Flight Data Analysis

Aerospace plays a significant role in analyzing flight data for each national security space launch. During liftoff and ascent, sensors mounted on the launch vehicle continuously measure critical parameters such as acceleration, external pressure, internal engine performance, propellant tank pressure, temperature, thrust-chamber pressure, and guidance and navigation performance. These parameters vary with flight time—some of them quite rapidly. Acceleration, for example, can oscillate up to several thousand times each second.

Launch vehicle organizations, as well as Aerospace, have developed specialized time-series data analysis techniques to process and analyze the data. An onboard sampling process converts the analog measurements to digital time histories.

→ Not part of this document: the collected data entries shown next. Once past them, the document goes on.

// SPDX-FileCopyrightText: 2026 Questline Contributors
// SPDX-License-Identifier: MIT OR Apache-2.0

//! Configuration model structs for the Questline mission service.
//!
//! All structs use `#[serde(deny_unknown_fields)]` to reject unrecognized
//! config keys at startup, providing actionable error messages.

use serde::{Deserialize, Serialize};

/// Top-level Questline configuration.
///
/// Loaded from TOML files following XDG hierarchy, with environment variable
/// overrides. All sections are optional and default to sensible values.
#[derive(Debug, Clone, Default, Deserialize, Serialize)]
#[serde(deny_unknown_fields)]
pub struct QuestlineConfig {
    /// HTTP server settings.
    #[serde(default)]
    pub server: ServerConfig,

    /// Seed content settings.
    #[serde(default)]
    pub content: ContentConfig,
}

/// HTTP server configuration.
#[derive(Debug, Clone, Deserialize, Serialize)]
#[serde(deny_unknown_fields)]
pub struct ServerConfig {
    /// Host address to bind.
    #[serde(default = "default_host")]
    pub host: String,

    /// Port to bind.
    #[serde(default = "default_port")]
    pub port: u16,

    /// Logging level (trace, debug, info, warn, error).
    #[serde(default = "default_log_level")]
    pub log_level: String,
}

impl Default for ServerConfig {
    fn default() -> Self {
        Self {
            host: default_host(),
            port: default_port(),
            log_level: default_log_level(),
        }
    }
}

fn default_host() -> String {
    "127.0.0.1".to_string()
}

fn default_port() -> u16 {
    5000
}

fn default_log_level() -> String {
    "info".to_string()
}

/// Seed content configuration.
///
/// The store is volatile, so the demo catalog is loaded on every start
/// unless disabled.
#[derive(Debug, Clone, Deserialize, Serialize)]
#[serde(deny_unknown_fields)]
pub struct ContentConfig {
    /// Seed the demo user and mission catalog at startup.
    #[serde(default = "default_seed_demo")]
    pub seed_demo: bool,

    /// Username for the seeded demo user (always assigned id 1).
    #[serde(default = "default_demo_username")]
    pub demo_username: String,

    /// Password for the seeded demo user (stored verbatim; this is demo
    /// content, not an account system).
    #[serde(default = "default_demo_password")]
    pub demo_password: String,
}

impl Default for ContentConfig {
    fn default() -> Self {
        Self {
            seed_demo: default_seed_demo(),
            demo_username: default_demo_username(),
            demo_password: default_demo_password(),
        }
    }
}

fn default_seed_demo() -> bool {
    true
}

fn default_demo_username() -> String {
    "demoUser".to_string()
}

fn default_demo_password() -> String {
    "password123".to_string()
}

These digital time histories are transmitted to ground stations which forward them to the appropriate organizations for postflight analysis.

time series data

The Time Series Analysis Resource (TSAR) program was developed at Aerospace and is used routinely to analyze flight data. As this picture illustrates, time series data can be looked at in many different ways.

To establish cause and effect among observed parameters, the launch team must resolve time differences to fractions of a millisecond—a task made difficult by errors inherent in telemetry acquisition and processing. Further complicating the analysis is the nonlinear and nonstationary nature of the underlying physics, which limits the applicability of standard time-series analysis techniques. Consequently, Aerospace continues to develop new data-analysis methods that address these issues.

Flight data analyses help support postflight data assessments, anomaly investigations, and research geared toward improving launch vehicles and their payloads, and the analysis methodologies used to predict loads and other performance parameters. On the day of launch, telemetry data are transmitted from the launch site, either Cape Canaveral or Vandenberg Air Force Base, over dedicated lines to the Spacelift Telemetry Acquisition and Reporting System (STARS) facility at Aerospace. Nearly instantaneous telemetry data are acquired, processed, and stored in the telemetry database and made available for cursory analyses and more involved postflight data assessments. The assessments include comparing the measured quantities to historical data and to preflight and postflight analytical predictions.